Be aware what MCI has been, and will be, doing to your bill

From: Wichita Eagle, KS - 10 Dec 2002

Philadelphia Inquirer

If you're still an MCI customer for residential long distance, it might be that you've remained happy with its prices and performance, or been lured by its new unlimited-calling "Neighborhood" plans.

Or it might be that you're the loyal sort, and reluctant to abandon MCI while it's down, as it has been since its parent company, WorldCom, filed for bankruptcy in July.

But if your reason is inertia, or that you're just not paying attention, then it's time to look more closely at your bills - at what MCI has already done to them and what it plans to do in coming months.

Although MCI says there's no connection between the bankruptcy and a recent spate of rate increases, the fact is that a company in WorldCom's position has to do what it can to boost cash flow.

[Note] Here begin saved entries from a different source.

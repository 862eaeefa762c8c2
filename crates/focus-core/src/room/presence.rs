//! Typed presence packets and chat addressing.
//!
//! The XMPP transport hands the room a stream of already-decoded
//! presence packets; serialization stays outside the core. Occupant
//! addresses follow the `room@service/nickname` shape and the nickname
//! doubles as the endpoint id.

use std::fmt;

use serde::{Deserialize, Serialize};

use crate::source::EndpointId;

/// Bare chat-room address (`room@conference.example.com`).
#[derive(Debug, Clone, PartialEq, Eq, Hash, Serialize, Deserialize)]
pub struct RoomId(pub String);

impl RoomId {
    pub fn new(id: impl Into<String>) -> Self {
        Self(id.into())
    }

    pub fn as_str(&self) -> &str {
        &self.0
    }
}

impl fmt::Display for RoomId {
    fn fmt(&self, f: &mut fmt::Formatter<'_>) -> fmt::Result {
        write!(f, "{}", self.0)
    }
}

impl From<&str> for RoomId {
    fn from(s: &str) -> Self {
        Self(s.to_string())
    }
}

/// Full occupant address (`room@service/nickname`).
#[derive(Debug, Clone, PartialEq, Eq, Hash, Serialize, Deserialize)]
pub struct OccupantId(pub String);

impl OccupantId {
    pub fn new(id: impl Into<String>) -> Self {
        Self(id.into())
    }

    pub fn as_str(&self) -> &str {
        &self.0
    }

    /// The room part of the address.
    pub fn room(&self) -> RoomId {
        match self.0.split_once('/') {
            Some((room, _)) => RoomId::new(room),
            None => RoomId::new(self.0.clone()),
        }
    }

    /// The nickname (resource) part, which is the room-scoped endpoint
    /// id.
    pub fn resource(&self) -> &str {
        self.0.split_once('/').map(|(_, r)| r).unwrap_or("")
    }

    pub fn endpoint_id(&self) -> EndpointId {
        EndpointId::new(self.resource())
    }

    /// Validate the resource as an endpoint id. In strict mode only the
    /// canonical 8-char lowercase-hex form is accepted; lenient mode
    /// takes any non-empty resource.
    pub fn validate_endpoint_id(&self, strict: bool) -> bool {
        let resource = self.resource();
        if resource.is_empty() {
            return false;
        }
        if !strict {
            return true;
        }
        resource.len() == 8
            && resource.chars().all(|c| c.is_ascii_digit() || ('a'..='f').contains(&c))
    }
}

impl fmt::Display for OccupantId {
    fn fmt(&self, f: &mut fmt::Formatter<'_>) -> fmt::Result {
        write!(f, "{}", self.0)
    }
}

impl From<&str> for OccupantId {
    fn from(s: &str) -> Self {
        Self(s.to_string())
    }
}

/// Presence availability.
#[derive(Debug, Clone, Copy, PartialEq, Eq)]
pub enum PresenceType {
    Available,
    Unavailable,
}

/// The room-service occupant role.
#[derive(Debug, Clone, Copy, PartialEq, Eq)]
pub enum MucRole {
    Moderator,
    Participant,
    Visitor,
    None,
}

/// The room-service occupant affiliation.
#[derive(Debug, Clone, Copy, PartialEq, Eq)]
pub enum MucAffiliation {
    Owner,
    Admin,
    Member,
    None,
    Outcast,
}

/// Room-service status code signalling a kick.
pub const STATUS_KICKED: u32 = 307;

/// Typed presence extension payloads the focus consumes or emits.
///
/// `Opaque` carries extensions the conference attaches to its own
/// presence without the core interpreting them.
#[derive(Debug, Clone, PartialEq, Eq)]
pub enum PresenceExtension {
    /// `UserInfo` service-robot marker.
    UserInfo { robot: bool },
    /// XEP-0115 entity capabilities.
    Caps { node: String, ver: String },
    /// Raw source-info JSON payload.
    SourceInfo(String),
    /// Feature strings advertised by the member.
    Features(Vec<String>),
    /// Participant region tag.
    Region(String),
    /// Statistics id.
    StatsId(String),
    /// Ordered preferred video codec list.
    CodecList(Vec<String>),
    /// Legacy single codec-type field.
    CodecType(String),
    /// Legacy mute advertisement.
    AudioMuted(bool),
    /// Legacy mute advertisement.
    VideoMuted(bool),
    /// Uninterpreted extension attached to the focus's own presence.
    Opaque { name: String, payload: String },
}

impl PresenceExtension {
    /// Discriminator used for replace/remove-by-name operations on the
    /// own-presence builder.
    pub fn name(&self) -> &str {
        match self {
            PresenceExtension::UserInfo { .. } => "user-info",
            PresenceExtension::Caps { .. } => "caps",
            PresenceExtension::SourceInfo(_) => "source-info",
            PresenceExtension::Features(_) => "features",
            PresenceExtension::Region(_) => "region",
            PresenceExtension::StatsId(_) => "stats-id",
            PresenceExtension::CodecList(_) => "codec-list",
            PresenceExtension::CodecType(_) => "codec-type",
            PresenceExtension::AudioMuted(_) => "audio-muted",
            PresenceExtension::VideoMuted(_) => "video-muted",
            PresenceExtension::Opaque { name, .. } => name,
        }
    }
}

/// One decoded presence packet addressed to the local occupant.
#[derive(Debug, Clone, PartialEq, Eq)]
pub struct Presence {
    pub from: OccupantId,
    pub kind: PresenceType,
    pub role: MucRole,
    pub affiliation: MucAffiliation,
    /// Real (login) address of the occupant when the room discloses it.
    /// Needed for trusted-domain gating of service-robot claims.
    pub real_jid: Option<String>,
    /// Room-service status codes (e.g. 307 on kick).
    pub status_codes: Vec<u32>,
    pub extensions: Vec<PresenceExtension>,
}

impl Presence {
    pub fn available(from: OccupantId, role: MucRole, affiliation: MucAffiliation) -> Self {
        Self {
            from,
            kind: PresenceType::Available,
            role,
            affiliation,
            real_jid: None,
            status_codes: Vec::new(),
            extensions: Vec::new(),
        }
    }

    pub fn unavailable(from: OccupantId) -> Self {
        Self {
            from,
            kind: PresenceType::Unavailable,
            role: MucRole::None,
            affiliation: MucAffiliation::None,
            real_jid: None,
            status_codes: Vec::new(),
            extensions: Vec::new(),
        }
    }

    pub fn with_real_jid(mut self, jid: impl Into<String>) -> Self {
        self.real_jid = Some(jid.into());
        self
    }

    pub fn with_extension(mut self, extension: PresenceExtension) -> Self {
        self.extensions.push(extension);
        self
    }

    pub fn with_status_code(mut self, code: u32) -> Self {
        self.status_codes.push(code);
        self
    }

    pub fn is_kick(&self) -> bool {
        self.status_codes.contains(&STATUS_KICKED)
    }

    /// Domain of the real jid, when disclosed.
    pub fn real_domain(&self) -> Option<&str> {
        let jid = self.real_jid.as_deref()?;
        let bare = jid.split('/').next().unwrap_or(jid);
        bare.split('@').nth(1)
    }
}

#[cfg(test)]
mod tests {
    use super::*;

    #[test]
    fn test_occupant_address_parts() {
        let occupant = OccupantId::from("room@conference.example.com/abcd1234");
        assert_eq!(occupant.room(), RoomId::from("room@conference.example.com"));
        assert_eq!(occupant.resource(), "abcd1234");
        assert_eq!(occupant.endpoint_id().as_str(), "abcd1234");
    }

    #[test]
    fn test_strict_endpoint_id_validation() {
        assert!(OccupantId::from("r@s/abcd1234").validate_endpoint_id(true));
        assert!(!OccupantId::from("r@s/ABCD1234").validate_endpoint_id(true));
        assert!(!OccupantId::from("r@s/nickname").validate_endpoint_id(true));
        assert!(OccupantId::from("r@s/nickname").validate_endpoint_id(false));
        assert!(!OccupantId::from("r@s").validate_endpoint_id(false));
    }

    #[test]
    fn test_real_domain_extraction() {
        let presence = Presence::available(
            OccupantId::from("r@s/n"),
            MucRole::Participant,
            MucAffiliation::None,
        )
        .with_real_jid("user@trusted.example.com/device");
        assert_eq!(presence.real_domain(), Some("trusted.example.com"));
    }

    #[test]
    fn test_kick_status_code() {
        let presence =
            Presence::unavailable(OccupantId::from("r@s/n")).with_status_code(STATUS_KICKED);
        assert!(presence.is_kick());
    }
}
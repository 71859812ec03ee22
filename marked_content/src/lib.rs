// Copyright 2026 the Fontmatch Authors
// SPDX-License-Identifier: Apache-2.0 OR MIT

//! Marked-content tags for tagged document structure.
//!
//! A [`ContentTag`] marks one piece of drawn content with a role (the tag
//! type, comparable to an HTML element name) and a bag of named properties.
//! The two properties with dedicated accessors are the numeric content
//! identifier, which ties the content into the document's logical structure
//! tree, and the actual-text override used by accessibility tooling.
//!
//! ## Features
//!
//! - `std` (enabled by default): This is currently unused and is provided
//!   for forward compatibility.
//!
//! ## Example
//!
//! ```
//! use marked_content::{ContentTag, MissingContentId};
//!
//! let mut tag = ContentTag::with_content_id("Span", 7);
//! tag.set_actual_text("Ligature-free reading text");
//! assert_eq!(tag.content_id(), Ok(7));
//! assert_eq!(tag.actual_text(), Some("Ligature-free reading text"));
//!
//! let untagged = ContentTag::new("Artifact");
//! assert_eq!(untagged.content_id(), Err(MissingContentId));
//! ```
// LINEBENDER LINT SET - lib.rs - v3
// See https://linebender.org/wiki/canonical-lints/
// These lints shouldn't apply to examples or tests.
#![cfg_attr(not(test), warn(unused_crate_dependencies))]
// These lints shouldn't apply to examples.
#![warn(clippy::print_stdout, clippy::print_stderr)]
// Targeting e.g. 32-bit means structs containing usize can give false positives for 64-bit.
#![cfg_attr(target_pointer_width = "64", warn(clippy::trivially_copy_pass_by_ref))]
// END LINEBENDER LINT SET
#![cfg_attr(docsrs, feature(doc_auto_cfg))]
#![no_std]

extern crate alloc;

use alloc::string::String;
use alloc::sync::Arc;
use core::fmt;
use hashbrown::HashMap;

/// Property name under which the numeric content identifier is stored.
pub const CONTENT_ID: &str = "MCID";

/// Property name under which the actual-text override is stored.
pub const ACTUAL_TEXT: &str = "ActualText";

/// A property value attached to a [`ContentTag`].
#[derive(Clone, PartialEq, Debug)]
pub enum PropertyValue {
    /// An integer value.
    Int(i64),
    /// A text value.
    Text(Arc<str>),
}

impl From<i64> for PropertyValue {
    fn from(value: i64) -> Self {
        Self::Int(value)
    }
}

impl From<&str> for PropertyValue {
    fn from(value: &str) -> Self {
        Self::Text(value.into())
    }
}

impl From<String> for PropertyValue {
    fn from(value: String) -> Self {
        Self::Text(value.into())
    }
}

impl From<Arc<str>> for PropertyValue {
    fn from(value: Arc<str>) -> Self {
        Self::Text(value)
    }
}

/// Error returned when a tag is asked for a content identifier it does not
/// carry.
#[derive(Clone, Copy, PartialEq, Eq, Debug)]
pub struct MissingContentId;

impl fmt::Display for MissingContentId {
    fn fmt(&self, f: &mut fmt::Formatter<'_>) -> fmt::Result {
        write!(f, "marked-content tag has no content identifier")
    }
}

impl core::error::Error for MissingContentId {}

/// A single tag on a single piece of marked content.
///
/// Tags carry a role naming the kind of structure element they mark and an
/// open-ended set of named properties.
#[derive(Clone, Debug)]
pub struct ContentTag {
    role: Arc<str>,
    properties: HashMap<Arc<str>, PropertyValue>,
}

impl ContentTag {
    /// Creates a tag with the given role and no properties.
    pub fn new(role: impl Into<Arc<str>>) -> Self {
        Self {
            role: role.into(),
            properties: HashMap::new(),
        }
    }

    /// Creates a tag referenced into the document's logical structure via
    /// the given content identifier.
    pub fn with_content_id(role: impl Into<Arc<str>>, id: i64) -> Self {
        let mut tag = Self::new(role);
        tag.set_property(CONTENT_ID, id);
        tag
    }

    /// Returns the role of the tag.
    pub fn role(&self) -> &str {
        &self.role
    }

    /// Returns the content identifier of the tag.
    ///
    /// Fails if no identifier was ever attached; content that is not part
    /// of the logical structure tree has none.
    pub fn content_id(&self) -> Result<i64, MissingContentId> {
        match self.properties.get(CONTENT_ID) {
            Some(PropertyValue::Int(id)) => Ok(*id),
            _ => Err(MissingContentId),
        }
    }

    /// Returns `true` if a content identifier is attached.
    pub fn has_content_id(&self) -> bool {
        matches!(self.properties.get(CONTENT_ID), Some(PropertyValue::Int(_)))
    }

    /// Adds or replaces a single property, returning the tag for chaining.
    pub fn set_property(
        &mut self,
        name: impl Into<Arc<str>>,
        value: impl Into<PropertyValue>,
    ) -> &mut Self {
        self.properties.insert(name.into(), value.into());
        self
    }

    /// Removes a single property, returning its previous value.
    pub fn remove_property(&mut self, name: &str) -> Option<PropertyValue> {
        self.properties.remove(name)
    }

    /// Returns the value of the named property.
    pub fn property(&self, name: &str) -> Option<&PropertyValue> {
        self.properties.get(name)
    }

    /// Returns an iterator over all properties of the tag.
    pub fn properties(&self) -> impl Iterator<Item = (&str, &PropertyValue)> {
        self.properties
            .iter()
            .map(|(name, value)| (name.as_ref(), value))
    }

    /// Returns the actual-text override, if one is set.
    pub fn actual_text(&self) -> Option<&str> {
        match self.properties.get(ACTUAL_TEXT) {
            Some(PropertyValue::Text(text)) => Some(text),
            _ => None,
        }
    }

    /// Sets the actual-text override, returning the tag for chaining.
    pub fn set_actual_text(&mut self, text: impl Into<Arc<str>>) -> &mut Self {
        self.set_property(ACTUAL_TEXT, text.into())
    }
}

And there are worrisome signs that WorldCom may be trying to ease its pain by siphoning a little extra from your wallet each month.

Some prices rose in September, including per-minute rates for MCI's Anytime Classic and Anytime Connection calling plans, which climbed 14 to 17 percent.

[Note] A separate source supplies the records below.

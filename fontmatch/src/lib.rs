// Copyright 2026 the Fontmatch Authors
// SPDX-License-Identifier: Apache-2.0 OR MIT

//! Font candidate ranking and best-match selection.
//!
//! This crate answers one question for a document layout engine: given the
//! fonts that are actually available, which of them best satisfies a
//! requested font-family list and style? Candidates are scored against each
//! family preference in priority order and sorted best to worst, so a
//! caller can take the best match or walk the full ranking until it finds a
//! font with the glyph coverage it needs.
//!
//! Font files are never opened here. Each candidate is described by a
//! [`FontDescriptor`] produced elsewhere (family name, bold/italic/monospace
//! flags, weight and italic angle), optionally wrapped with an alias name
//! that stands in for the descriptor's family during matching.
//!
//! ## Features
//!
//! - `std` (enabled by default): This is currently unused and is provided
//!   for forward compatibility.
//!
//! ## Example
//!
//! ```
//! use fontmatch::{FontCandidate, FontDescriptor, FontRanking, StyleRequest};
//! use std::sync::Arc;
//!
//! let candidates = vec![
//!     FontCandidate::new(Arc::new(FontDescriptor::new("Helvetica"))),
//!     FontCandidate::new(Arc::new(FontDescriptor {
//!         bold: true,
//!         ..FontDescriptor::new("Arial")
//!     })),
//! ];
//! let ranking = FontRanking::rank(candidates, ["Arial"], StyleRequest::default()).unwrap();
//! assert_eq!(ranking.best_match().descriptor().family_name.as_ref(), "Arial");
//! ```
// LINEBENDER LINT SET - lib.rs - v3
// See https://linebender.org/wiki/canonical-lints/
// These lints shouldn't apply to examples or tests.
#![cfg_attr(not(test), warn(unused_crate_dependencies))]
// These lints shouldn't apply to examples.
#![warn(clippy::print_stdout, clippy::print_stderr)]
// Targeting e.g. 32-bit means structs containing usize can give false positives for 64-bit.
#![cfg_attr(target_pointer_width = "64", warn(clippy::trivially_copy_pass_by_ref))]
// END LINEBENDER LINT SET
#![cfg_attr(docsrs, feature(doc_auto_cfg))]
#![no_std]

extern crate alloc;

mod font;
mod matching;
mod ranking;
mod style;

pub use font::{FontCandidate, FontDescriptor};
pub use ranking::{FontRanking, RankError};
pub use style::StyleRequest;
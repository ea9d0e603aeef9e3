//! Text normalisation shared by every matching path.

/// Characters stripped by [`trim`] and used as separators by [`tokenize`]:
/// space, tab, newline, carriage return, form feed, vertical tab.
pub const WHITESPACE: [char; 6] = [' ', '\t', '\n', '\r', '\x0c', '\x0b'];

fn is_blank(c: char) -> bool {
    WHITESPACE.contains(&c)
}

/// Removes leading and trailing [`WHITESPACE`].
pub fn trim(s: &str) -> &str {
    s.trim_matches(is_blank)
}

/// Splits on runs of [`WHITESPACE`] and lowercases every token.
/// Punctuation is kept as part of the token.
pub fn tokenize(s: &str) -> Vec<String> {
    s.split(is_blank)
        .filter(|token| !token.is_empty())
        .map(str::to_lowercase)
        .collect()
}
pub mod console;
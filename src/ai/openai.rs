use reqwest::header::{AUTHORIZATION, CONTENT_TYPE};
use reqwest::StatusCode;
use serde::Deserialize;
use std::error::Error as _;
use std::fmt::Write as _;

use crate::config::{is_usable_key, Config};

/// Marker searched for when the response is not well-formed JSON.
const CONTENT_MARKER: &str = "\"content\":\"";

#[derive(Debug, Clone, Deserialize)]
struct Message {
    content: Option<String>,
}

#[derive(Debug, Clone, Deserialize)]
struct OpenAIResponse {
    choices: Vec<Choice>,
}

#[derive(Debug, Clone, Deserialize)]
struct Choice {
    message: Message,
}

/// Ways a remote query can fail. Each renders as the chat reply shown to the user.
#[derive(Debug, thiserror::Error)]
pub enum RemoteError {
    #[error("ERROR: OpenAI API key is not configured. Set OPENAI_API_KEY in the environment or in .env")]
    NotConfigured,

    #[error("Error connecting to OpenAI: {0}")]
    Transport(String),

    #[error("OpenAI API error ({status}): {body}")]
    Api { status: u16, body: String },

    #[error("Could not extract an answer from the OpenAI response: {0}")]
    MissingContent(String),
}

/// Client for the OpenAI chat-completion API.
///
/// Shares the process-wide `reqwest::Client`; every call owns its request and
/// response buffers and drops them before returning.
pub struct OpenAIClient {
    http: reqwest::Client,
    api_key: Option<String>,
    endpoint: String,
    model: String,
    temperature: f32,
    retry: bool,
}

impl OpenAIClient {
    pub fn new(http: reqwest::Client, config: &Config) -> Self {
        Self {
            http,
            api_key: config.openai_api_key.clone(),
            endpoint: config.openai_api_url.clone(),
            model: config.openai_model.clone(),
            temperature: config.openai_temperature,
            retry: config.openai_retry,
        }
    }

    pub fn is_configured(&self) -> bool {
        self.api_key.as_deref().map(is_usable_key).unwrap_or(false)
    }

    /// Asks the question and turns any failure into a readable reply.
    pub async fn ask(&self, question: &str) -> String {
        match self.get_response(question).await {
            Ok(answer) => answer,
            Err(e) => {
                log::warn!("⚠️ OpenAI query failed: {}", e);
                e.to_string()
            }
        }
    }

    pub async fn get_response(&self, question: &str) -> Result<String, RemoteError> {
        let api_key = match self.api_key.as_deref().filter(|key| is_usable_key(key)) {
            Some(key) => key,
            None => return Err(RemoteError::NotConfigured),
        };

        let body = request_body(&self.model, question, self.temperature);
        log::info!("📡 Querying {} with model {}", self.endpoint, self.model);

        let (status, text) = self.send(api_key, body).await?;

        match extract_content(&text) {
            Some(answer) => Ok(answer),
            None if !status.is_success() => Err(RemoteError::Api {
                status: status.as_u16(),
                body: text,
            }),
            None => {
                log::warn!("⚠️ No content in OpenAI response");
                Err(RemoteError::MissingContent(text))
            }
        }
    }

    /// POSTs the body, retrying once on a connect or timeout failure when enabled.
    async fn send(&self, api_key: &str, body: String) -> Result<(StatusCode, String), RemoteError> {
        let mut retried = false;
        loop {
            match self.post(api_key, body.clone()).await {
                Ok(reply) => return Ok(reply),
                Err(e) if self.retry && !retried && (e.is_connect() || e.is_timeout()) => {
                    log::warn!("🔁 Transient failure, retrying once: {}", describe(&e));
                    retried = true;
                }
                Err(e) => {
                    log::error!("OpenAI transport error: {}", describe(&e));
                    return Err(RemoteError::Transport(describe(&e)));
                }
            }
        }
    }

    async fn post(&self, api_key: &str, body: String) -> reqwest::Result<(StatusCode, String)> {
        let response = self
            .http
            .post(&self.endpoint)
            .header(CONTENT_TYPE, "application/json")
            .header(AUTHORIZATION, format!("Bearer {}", api_key))
            .body(body)
            .send()
            .await?;

        let status = response.status();
        let text = response.text().await?;
        Ok((status, text))
    }
}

Last month, MCI announced more - and steeper - increases in various residential prices, with per-minute rates rising as much as 80 percent.

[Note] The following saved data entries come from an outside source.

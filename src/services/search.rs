use anyhow::{Context, Result};
use std::fs::File;
use std::io::{BufRead, BufReader};
use std::path::Path;

/// A line of the searched file containing the needle.
#[derive(Debug, Clone, PartialEq, Eq)]
pub struct SearchHit {
    /// 1-based.
    pub line_number: usize,
    pub line: String,
}

/// Scans `path` from disk and returns every line containing `needle`
/// literally (case-sensitive), in file order.
///
/// Always reads the current file contents, never the loaded knowledge base.
pub fn grep(path: impl AsRef<Path>, needle: &str) -> Result<Vec<SearchHit>> {
    let path = path.as_ref();
    let file = File::open(path)
        .with_context(|| format!("cannot open {}", path.display()))?;
    let mut reader = BufReader::new(file);

    let mut hits = Vec::new();
    let mut buf = Vec::new();
    let mut line_number = 0;
    loop {
        buf.clear();
        let read = reader
            .read_until(b'\n', &mut buf)
            .with_context(|| format!("cannot read {}", path.display()))?;
        if read == 0 {
            break;
        }
        line_number += 1;

        let line = String::from_utf8_lossy(&buf);
        let line = line.strip_suffix('\n').unwrap_or(&line);
        let line = line.strip_suffix('\r').unwrap_or(line);
        if line.contains(needle) {
            hits.push(SearchHit {
                line_number,
                line: line.to_string(),
            });
        }
    }

    log::debug!("🔎 '{}' matched {} line(s) in {}", needle, hits.len(), path.display());
    Ok(hits)
}
use anyhow::Result;
use std::io::{BufRead, Write};
use tokio::runtime::Runtime;

use crate::core::agent::{ChatAgent, Command, Turn};

fn print_banner<W: Write>(output: &mut W) -> Result<()> {
    writeln!(output, "=== Chatbot ===")?;
    writeln!(output, "Special commands:")?;
    writeln!(output, " - 'buscar <word>': search the knowledge file")?;
    writeln!(output, " - 'openai <question>': ask OpenAI")?;
    writeln!(output, " - 'adios': quit")?;
    Ok(())
}

/// Read-eval-print loop. Each line is handled completely before the next is read.
///
/// Returns after `adios` or when the input ends.
pub fn run<R: BufRead, W: Write>(
    agent: &ChatAgent,
    runtime: &Runtime,
    mut input: R,
    mut output: W,
) -> Result<()> {
    print_banner(&mut output)?;

    let mut buf = Vec::new();
    loop {
        write!(output, "\nYou: ")?;
        output.flush()?;

        buf.clear();
        if input.read_until(b'\n', &mut buf)? == 0 {
            log::info!("Input closed");
            writeln!(output)?;
            break;
        }
        let line = String::from_utf8_lossy(&buf);
        let line = line.strip_suffix('\n').unwrap_or(&line);
        let line = line.strip_suffix('\r').unwrap_or(line);

        let command = Command::parse(line);
        if let Command::Remote(_) = command {
            writeln!(output, "Querying OpenAI...")?;
            output.flush()?;
        }

        match runtime.block_on(agent.respond(command)) {
            Turn::Continue(lines) => {
                for line in lines {
                    writeln!(output, "{}", line)?;
                }
            }
            Turn::Exit(farewell) => {
                writeln!(output, "{}", farewell)?;
                break;
            }
        }
    }
    Ok(())
}
use crate::core::text::tokenize;
use crate::services::KnowledgeStore;

/// Reply used when the knowledge base has nothing for the question.
pub const FALLBACK_REPLY: &str = "I don't know the answer. Want to try 'openai <your question>'?";

/// Answers questions from the local knowledge base.
pub struct LocalAI {
    store: KnowledgeStore,
}

impl LocalAI {
    pub fn new(store: KnowledgeStore) -> Self {
        Self { store }
    }

    /// Exact match first, then keyword overlap, then [`FALLBACK_REPLY`].
    pub fn get_response(&self, user_input: &str) -> String {
        if let Some(answer) = self.exact_match(user_input) {
            log::debug!("🎯 Exact match");
            return answer.to_string();
        }

        if let Some(answer) = self.keyword_match(user_input) {
            log::debug!("🔑 Keyword match");
            return answer.to_string();
        }

        log::debug!("🤷 No local answer");
        FALLBACK_REPLY.to_string()
    }

    /// Case-insensitive equality between the whole query and a stored question.
    pub fn exact_match(&self, query: &str) -> Option<&str> {
        self.store.get(query)
    }

    /// Best stored question by shared token count.
    ///
    /// Every pair of equal tokens counts, so a word repeated in the query
    /// scores once per occurrence. Ties keep the entry seen first, which is the
    /// smallest question in store order. `None` when nothing overlaps.
    pub fn keyword_match(&self, query: &str) -> Option<&str> {
        let query_tokens = tokenize(query);
        if query_tokens.is_empty() {
            return None;
        }

        let mut best: Option<&str> = None;
        let mut max_count = 0;
        for entry in self.store.iter() {
            let count = overlap(&query_tokens, &tokenize(&entry.question));
            if count > max_count {
                max_count = count;
                best = Some(entry.answer.as_str());
            }
        }
        best
    }

    pub fn knowledge(&self) -> &KnowledgeStore {
        &self.store
    }
}

fn overlap(query: &[String], question: &[String]) -> usize {
    query
        .iter()
        .map(|q| question.iter().filter(|k| *k == q).count())
        .sum()
}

A sampling: As of Monday, evening and weekend rates on its Everyday Classic, Everyday Savings and Everyday Plus calling plans rose 80 percent, from 5 cents a minute to 9 cents a minute. The monthly fee for its Anytime Advantage plan rose 51 percent, from $3.95 to $5.95 per month.

And that wasn't the end of it. This week, more increases were announced, including some that affect broad swaths of MCI customers.

Starting next month, receiving your long-distance bill along with your local phone bill will cost you $2.50 a month instead of $1.50. And MCI is raising its Universal Service Fee from 9.9 percent to 10.5 percent.

To top that off, in February, MCI plans to add a second fee - dubbed a "Carrier Cost Recovery Charge" - to pay for government-mandated expenses. It says the new charge will cover the costs of services to the hearing-impaired, number portability, and "federal regulatory fees."

Kate Dean of the nonprofit Telecommunications Research and Action Center (TRAC), which follows long-distance pricing, says no other company charges such a fee, though the inspiration for it is hardly new. For the last year, Dean says, Sprint has been tacking a 1.08 percent "property tax" onto its long-distance bills.

"It's another way of passing costs off to the consumer," Dean says.

Lauren B. Kallens, a WorldCom spokeswoman, says the recent price hikes are part of the normal course of business and "absolutely have nothing to do" with the bankruptcy. Most of the increases in per-minute rates and monthly fees come in plans that MCI no longer markets, she adds. (For a list of the recent rate changes, see

"We're constantly listening to our customers and developing new plans," Kallens says. "We actively contact our customers and let them know about plans that may better fit their needs."

That may be true, and MCI still deserves credit for being an innovative competitor, befitting a company that helped vanquish Ma Bell's monopoly.

For instance, its Neighborhood Complete plan offers unlimited local and long-distance calls, both in-state and state-to-state, for $50 a month. Even with taxes and surcharges (about $15 in Pennsylvania or $12 in New Jersey, Kallens says), the plan could offer big savings to the right kind of caller: one who, month in and month out, makes a large volume of long-distance calls.

But why raise rates 80 percent on an older plan? In particular, why raise them on a plan such as Everyday Savings, which already charges a $3.95 monthly fee, a 25-cent-a-minute peak rate, and a $6 monthly minimum?

There's only one answer that comes to mind: Because it can, and because it's counting on at least some customers not noticing, or not noticing right away.

So look at your bill. Somebody has to pay for the WorldCom collapse. But in a free market, it doesn't have to be you.